Archive:  ../data/lyrics.zip
  inflating: ../data/lyrics.csv      


In [5]:
# Unzip the genre file to the data directory
!unzip -j '../data/dummy_encoded_genres.zip' -d '../data/'

Archive:  ../data/dummy_encoded_genres.zip
  inflating: ../data/dummy_encoded_genres.csv  


## Import Modules

In [6]:
import pandas as pd
import numpy as np
import scipy as sp
import json
from sklearn import preprocessing
from sklearn.compose import ColumnTransformer
from sklearn.pipeline import Pipeline
from sklearn.preprocessing import OneHotEncoder, StandardScaler
from chunkdot import CosineSimilarityTopK
from nltk.stem import WordNetLemmatizer
from nltk.corpus import stopwords
from textblob import TextBlob
from vaderSentiment.vaderSentiment import SentimentIntensityAnalyzer
from langdetect import detect

## Import challenge data

In [7]:
# Load JSON data from file
with open('../data/challenge_set.json', 'r') as file: # Replace with local dataset path
    data = json.load(file)

# Initialize an empty list to collect all track data
all_tracks = []

# Loop through each playlist in the dataset
for playlist in data['playlists']:
    for track in playlist['tracks']:
        # Add playlist-level information to each track record
        track_info = {
            'playlist_name': playlist.get('name', 'Unknown'),
            'playlist_pid': playlist['pid'],
            'playlist_num_tracks': playlist['num_tracks'],
            'track_pos': track['pos'],
            'artist_name': track['artist_name'],
            'track_uri': track['track_uri'],
            'artist_uri': track['artist_uri'],
            'track_name': track['track_name'],
            'album_uri': track['album_uri'],
            'duration_ms': track['duration_ms'],
            'album_name': track['album_name']
        }
        all_tracks.append(track_info)

# Convert the list of track dictionaries to a DataFrame
df_spotify = pd.DataFrame(all_tracks)

## Import and clean additional data

### Import and clean lyrics

In [8]:
# Import lyrics
df_lyrics = pd.read_csv('../data/lyrics.csv')
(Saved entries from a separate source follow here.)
/// NetCDF plumbing shared by the reader and writer
use crate::error::{EnsembleError, Result};
use crate::io::is_netcdf_format;
use ndarray::{ArrayD, IxDyn};
use netcdf::AttributeValue;
use std::path::Path;

/// Fill value written for missing cells
pub const FILL_VALUE_F32: f32 = 1.0e20;

/// Open NetCDF file and validate it exists
pub fn open_netcdf_file(path: &Path) -> Result<netcdf::File> {
    if !path.exists() {
        return Err(EnsembleError::Io(std::io::Error::new(
            std::io::ErrorKind::NotFound,
            format!("file not found: {}", path.display()),
        )));
    }
    if !is_netcdf_format(path)? {
        return Err(EnsembleError::InvalidFormat(format!(
            "not a NetCDF file: {}",
            path.display()
        )));
    }
    Ok(netcdf::open(path)?)
}

pub fn dimension_names(var: &netcdf::Variable) -> Vec<String> {
    var.dimensions().iter().map(|d| d.name()).collect()
}

pub fn variable_shape(var: &netcdf::Variable) -> Vec<usize> {
    var.dimensions().iter().map(|d| d.len()).collect()
}

/// Numeric attribute as f64, whatever its stored type
pub fn attribute_f64(var: &netcdf::Variable, name: &str) -> Option<f64> {
    let value = var.attribute_value(name)?.ok()?;
    match value {
        AttributeValue::Double(v) => Some(v),
        AttributeValue::Float(v) => Some(v as f64),
        AttributeValue::Int(v) => Some(v as f64),
        AttributeValue::Short(v) => Some(v as f64),
        AttributeValue::Longlong(v) => Some(v as f64),
        AttributeValue::Uint(v) => Some(v as f64),
        AttributeValue::Ushort(v) => Some(v as f64),
        AttributeValue::Schar(v) => Some(v as f64),
        AttributeValue::Uchar(v) => Some(v as f64),
        AttributeValue::Doubles(v) => v.first().copied(),
        AttributeValue::Floats(v) => v.first().map(|&x| x as f64),
        AttributeValue::Ints(v) => v.first().map(|&x| x as f64),
        AttributeValue::Shorts(v) => v.first().map(|&x| x as f64),
        _ => None,
    }
}

/// String attribute, if present and textual
pub fn attribute_string(var: &netcdf::Variable, name: &str) -> Option<String> {
    match var.attribute_value(name)?.ok()? {
        AttributeValue::Str(s) => Some(s),
        AttributeValue::Strs(mut list) if !list.is_empty() => Some(list.remove(0)),
        _ => None,
    }
}

/// CF packing and missing-value attributes of one variable
#[derive(Debug, Clone, Copy, PartialEq)]
pub struct Packing {
    pub fill_value: Option<f64>,
    pub missing_value: Option<f64>,
    pub scale_factor: f64,
    pub add_offset: f64,
}

impl Default for Packing {
    fn default() -> Self {
        Self {
            fill_value: None,
            missing_value: None,
            scale_factor: 1.0,
            add_offset: 0.0,
        }
    }
}

impl Packing {
    pub fn of(var: &netcdf::Variable) -> Self {
        Self {
            fill_value: attribute_f64(var, "_FillValue"),
            missing_value: attribute_f64(var, "missing_value"),
            scale_factor: attribute_f64(var, "scale_factor").unwrap_or(1.0),
            add_offset: attribute_f64(var, "add_offset").unwrap_or(0.0),
        }
    }

    fn is_missing(&self, raw: f64) -> bool {
        raw.is_nan() || Some(raw) == self.fill_value || Some(raw) == self.missing_value
    }

    /// Raw stored value to physical value; missing markers become NaN
    pub fn decode(&self, raw: f64) -> f64 {
        if self.is_missing(raw) {
            f64::NAN
        } else {
            raw * self.scale_factor + self.add_offset
        }
    }

    pub fn decode_f32(&self, raw: f32) -> f32 {
        // Compare in the stored precision so f32 fill values match exactly
        let missing = |marker: Option<f64>| marker.is_some_and(|m| m as f32 == raw);
        if raw.is_nan() || missing(self.fill_value) || missing(self.missing_value) {
            f32::NAN
        } else {
            (raw as f64 * self.scale_factor + self.add_offset) as f32
        }
    }
}

/// Read a whole variable as decoded f64 values in its stored shape
pub fn read_decoded_f64(var: &netcdf::Variable) -> Result<ArrayD<f64>> {
    let shape = variable_shape(var);
    let raw: Vec<f64> = var.get_values::<f64, _>(..)?;
    let packing = Packing::of(var);
    let decoded: Vec<f64> = raw.into_iter().map(|v| packing.decode(v)).collect();
    ArrayD::from_shape_vec(IxDyn(&shape), decoded).map_err(|_| {
        EnsembleError::shape(format!("variable '{}'", var.name()), &shape, &[])
    })
}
# Detect language for every lyric in df_lyrics
detected_languages = [detect(text) for text in df_lyrics['lyrics']]

# Append the list of detected languages to the DataFrame as a new column
df_lyrics['lan_lyrics'] = detected_languages

# Drop rows with lyrics that are not in english (3449 non english lyrics)
index_lyrics = df_lyrics[ (df_lyrics['lan_lyrics'] != 'en')].index
df_lyrics.drop(index_lyrics , inplace=True)

# Remove lyrics that are no lyrics
rows_to_remove = str("abcdefghijklmnopqrst|by year: |the notorious b.i.g.'s songs|highest to lowest|total:")

# Drop rows with incorrect lyrics (2126 incorrect lyrics)
index_remove = df_lyrics.loc[df_lyrics.lyrics.str.contains(rows_to_remove),:].index
df_lyrics.drop(index_remove , inplace=True)

### Create and build word vectors for lyrics

In [9]:
#Link: https://www.kaggle.com/code/zeeshanlatif/countvectorizer-vs-tfidfvectorizer

# Removing stopwords from the data
stop_words = stopwords.words("english")
df_lyrics['lyrics'] = df_lyrics['lyrics'].apply(lambda x: " ".join(word for word in x.split() if word not in stop_words))

# applying lemmatization
wnl = WordNetLemmatizer()
df_lyrics['lyrics'] = df_lyrics['lyrics'].apply(lambda x: " ".join(wnl.lemmatize(word) for word in x.split()))

### Create sentiment scores with Vader

In [10]:
# Initialize the VADER sentiment intensity analyzer
analyzer = SentimentIntensityAnalyzer()

# Function to get the compound sentiment score
def get_sentiment(text):
    score = analyzer.polarity_scores(text)
    return score['compound']  # Return the compound score

# Apply the sentiment analysis function to the cleaned lyrics
df_lyrics['vader_sentiment_score'] = df_lyrics['lyrics'].apply(get_sentiment)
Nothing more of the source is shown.